Work item:
For the listing below, state how many lines include "SeqCst". The number alone is the answer.
□ □ □
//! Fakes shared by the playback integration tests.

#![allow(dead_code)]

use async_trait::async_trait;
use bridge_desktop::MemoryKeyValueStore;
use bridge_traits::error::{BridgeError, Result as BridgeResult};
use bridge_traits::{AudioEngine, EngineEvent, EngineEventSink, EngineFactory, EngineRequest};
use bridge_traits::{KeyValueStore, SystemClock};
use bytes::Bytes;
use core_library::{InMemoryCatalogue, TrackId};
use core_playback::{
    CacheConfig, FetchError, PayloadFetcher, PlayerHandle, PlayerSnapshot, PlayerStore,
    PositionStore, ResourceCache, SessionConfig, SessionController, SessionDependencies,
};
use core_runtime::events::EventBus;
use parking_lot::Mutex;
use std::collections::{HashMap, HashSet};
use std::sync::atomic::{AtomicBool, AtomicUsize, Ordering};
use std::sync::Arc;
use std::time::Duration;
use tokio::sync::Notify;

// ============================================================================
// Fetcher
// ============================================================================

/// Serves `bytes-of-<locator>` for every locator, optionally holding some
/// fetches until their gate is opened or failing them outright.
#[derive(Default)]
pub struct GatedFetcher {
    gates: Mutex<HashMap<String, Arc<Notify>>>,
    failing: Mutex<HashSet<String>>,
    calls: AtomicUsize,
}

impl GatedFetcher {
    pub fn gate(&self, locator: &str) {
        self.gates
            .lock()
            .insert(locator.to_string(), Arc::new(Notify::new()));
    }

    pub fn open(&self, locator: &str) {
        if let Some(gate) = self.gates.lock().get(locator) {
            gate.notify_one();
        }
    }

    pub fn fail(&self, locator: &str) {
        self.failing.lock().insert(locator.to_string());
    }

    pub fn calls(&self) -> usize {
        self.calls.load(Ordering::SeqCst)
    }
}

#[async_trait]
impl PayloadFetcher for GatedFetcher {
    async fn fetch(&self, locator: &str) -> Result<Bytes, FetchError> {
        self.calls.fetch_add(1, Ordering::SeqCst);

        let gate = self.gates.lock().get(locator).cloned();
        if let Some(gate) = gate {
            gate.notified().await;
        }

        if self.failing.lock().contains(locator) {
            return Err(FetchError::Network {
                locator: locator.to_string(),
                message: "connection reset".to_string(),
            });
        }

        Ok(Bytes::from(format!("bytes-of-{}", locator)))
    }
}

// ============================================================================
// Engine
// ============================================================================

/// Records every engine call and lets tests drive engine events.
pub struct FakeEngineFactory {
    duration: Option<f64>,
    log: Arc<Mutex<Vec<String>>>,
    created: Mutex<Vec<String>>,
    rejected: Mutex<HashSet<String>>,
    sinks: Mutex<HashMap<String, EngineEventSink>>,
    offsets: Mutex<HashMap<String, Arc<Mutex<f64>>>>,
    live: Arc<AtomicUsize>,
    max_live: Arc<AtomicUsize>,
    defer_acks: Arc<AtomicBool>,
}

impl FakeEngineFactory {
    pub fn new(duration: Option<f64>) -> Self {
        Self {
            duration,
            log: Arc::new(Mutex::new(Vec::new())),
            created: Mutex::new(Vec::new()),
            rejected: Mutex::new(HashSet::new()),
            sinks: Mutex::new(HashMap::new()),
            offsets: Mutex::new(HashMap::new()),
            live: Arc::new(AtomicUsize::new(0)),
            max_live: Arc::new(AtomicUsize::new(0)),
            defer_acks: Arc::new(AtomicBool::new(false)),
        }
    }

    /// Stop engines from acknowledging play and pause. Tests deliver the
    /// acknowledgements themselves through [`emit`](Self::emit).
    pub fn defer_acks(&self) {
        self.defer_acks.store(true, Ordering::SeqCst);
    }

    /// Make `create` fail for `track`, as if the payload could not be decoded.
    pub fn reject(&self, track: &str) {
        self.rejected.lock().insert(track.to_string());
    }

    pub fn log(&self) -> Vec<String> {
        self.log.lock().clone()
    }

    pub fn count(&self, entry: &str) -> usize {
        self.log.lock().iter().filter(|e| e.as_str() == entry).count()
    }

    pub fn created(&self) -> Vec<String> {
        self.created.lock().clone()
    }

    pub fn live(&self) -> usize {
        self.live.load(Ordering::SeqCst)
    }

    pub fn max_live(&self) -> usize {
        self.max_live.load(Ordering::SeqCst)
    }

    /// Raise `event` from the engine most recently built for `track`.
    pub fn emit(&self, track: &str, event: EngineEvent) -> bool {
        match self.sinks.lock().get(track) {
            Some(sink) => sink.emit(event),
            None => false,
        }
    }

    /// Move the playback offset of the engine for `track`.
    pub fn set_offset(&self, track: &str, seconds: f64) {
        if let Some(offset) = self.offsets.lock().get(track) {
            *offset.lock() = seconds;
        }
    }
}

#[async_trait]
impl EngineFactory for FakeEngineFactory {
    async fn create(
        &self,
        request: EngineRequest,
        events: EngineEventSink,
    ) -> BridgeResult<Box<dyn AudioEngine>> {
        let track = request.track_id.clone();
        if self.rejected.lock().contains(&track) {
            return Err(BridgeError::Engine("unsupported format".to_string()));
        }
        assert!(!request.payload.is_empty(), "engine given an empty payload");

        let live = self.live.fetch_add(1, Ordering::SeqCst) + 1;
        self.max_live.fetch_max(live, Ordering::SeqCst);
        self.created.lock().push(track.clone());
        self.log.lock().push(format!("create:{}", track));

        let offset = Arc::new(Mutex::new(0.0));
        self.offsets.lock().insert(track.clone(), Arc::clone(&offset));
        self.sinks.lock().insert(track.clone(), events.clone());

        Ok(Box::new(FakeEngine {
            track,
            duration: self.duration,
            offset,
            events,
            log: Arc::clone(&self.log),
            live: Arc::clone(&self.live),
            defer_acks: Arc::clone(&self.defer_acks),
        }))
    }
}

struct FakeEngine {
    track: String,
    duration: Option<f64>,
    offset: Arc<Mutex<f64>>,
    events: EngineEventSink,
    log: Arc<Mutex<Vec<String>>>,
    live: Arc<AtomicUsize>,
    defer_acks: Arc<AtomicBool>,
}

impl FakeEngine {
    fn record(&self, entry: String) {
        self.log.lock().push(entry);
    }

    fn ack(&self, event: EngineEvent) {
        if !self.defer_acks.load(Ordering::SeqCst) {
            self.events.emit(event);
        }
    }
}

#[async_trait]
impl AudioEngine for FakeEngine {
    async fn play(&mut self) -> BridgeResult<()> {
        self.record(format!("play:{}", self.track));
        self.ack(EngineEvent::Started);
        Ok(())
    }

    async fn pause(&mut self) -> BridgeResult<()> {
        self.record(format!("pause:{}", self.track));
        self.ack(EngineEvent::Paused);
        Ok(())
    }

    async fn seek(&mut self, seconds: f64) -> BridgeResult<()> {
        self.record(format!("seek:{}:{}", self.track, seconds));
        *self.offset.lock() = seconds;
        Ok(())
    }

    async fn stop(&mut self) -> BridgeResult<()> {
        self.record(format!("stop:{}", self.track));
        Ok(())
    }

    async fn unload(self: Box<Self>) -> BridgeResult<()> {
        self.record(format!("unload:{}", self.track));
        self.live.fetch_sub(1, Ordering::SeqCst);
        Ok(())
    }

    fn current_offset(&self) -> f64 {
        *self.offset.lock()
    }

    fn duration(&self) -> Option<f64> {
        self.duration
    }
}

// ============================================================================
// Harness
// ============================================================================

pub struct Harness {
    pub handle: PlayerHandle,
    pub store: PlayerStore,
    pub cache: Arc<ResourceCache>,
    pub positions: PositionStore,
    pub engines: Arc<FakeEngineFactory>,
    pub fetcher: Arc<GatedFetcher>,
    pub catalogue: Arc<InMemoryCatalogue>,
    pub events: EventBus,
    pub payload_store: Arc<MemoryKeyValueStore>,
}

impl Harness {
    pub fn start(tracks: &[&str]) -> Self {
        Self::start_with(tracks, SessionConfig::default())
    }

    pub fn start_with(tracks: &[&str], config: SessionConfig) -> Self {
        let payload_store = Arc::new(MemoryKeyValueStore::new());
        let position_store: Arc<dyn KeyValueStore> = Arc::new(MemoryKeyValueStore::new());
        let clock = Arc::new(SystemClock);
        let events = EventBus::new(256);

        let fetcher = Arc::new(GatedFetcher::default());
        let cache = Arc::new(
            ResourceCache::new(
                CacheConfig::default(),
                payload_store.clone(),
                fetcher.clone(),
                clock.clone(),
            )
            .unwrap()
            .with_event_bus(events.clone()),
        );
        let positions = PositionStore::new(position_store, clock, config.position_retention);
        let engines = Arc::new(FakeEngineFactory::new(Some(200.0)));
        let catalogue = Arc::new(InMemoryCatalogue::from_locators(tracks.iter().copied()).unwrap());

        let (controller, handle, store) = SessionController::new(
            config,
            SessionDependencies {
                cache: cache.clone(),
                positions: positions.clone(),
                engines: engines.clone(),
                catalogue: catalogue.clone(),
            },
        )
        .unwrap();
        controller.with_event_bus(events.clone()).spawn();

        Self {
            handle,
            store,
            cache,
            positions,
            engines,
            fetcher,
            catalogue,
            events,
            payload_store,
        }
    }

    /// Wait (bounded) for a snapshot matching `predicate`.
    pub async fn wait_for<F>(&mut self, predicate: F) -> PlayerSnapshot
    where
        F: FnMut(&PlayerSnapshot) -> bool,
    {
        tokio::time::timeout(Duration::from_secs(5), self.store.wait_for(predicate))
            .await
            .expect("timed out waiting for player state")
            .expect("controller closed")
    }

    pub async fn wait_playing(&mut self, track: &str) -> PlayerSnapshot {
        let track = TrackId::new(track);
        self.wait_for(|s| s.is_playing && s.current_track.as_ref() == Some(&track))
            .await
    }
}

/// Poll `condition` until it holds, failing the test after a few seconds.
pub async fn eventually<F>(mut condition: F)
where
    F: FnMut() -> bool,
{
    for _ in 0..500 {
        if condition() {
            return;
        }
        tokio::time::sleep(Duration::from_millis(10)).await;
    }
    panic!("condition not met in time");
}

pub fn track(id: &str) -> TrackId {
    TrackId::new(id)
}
□ □ □
Written solution:
9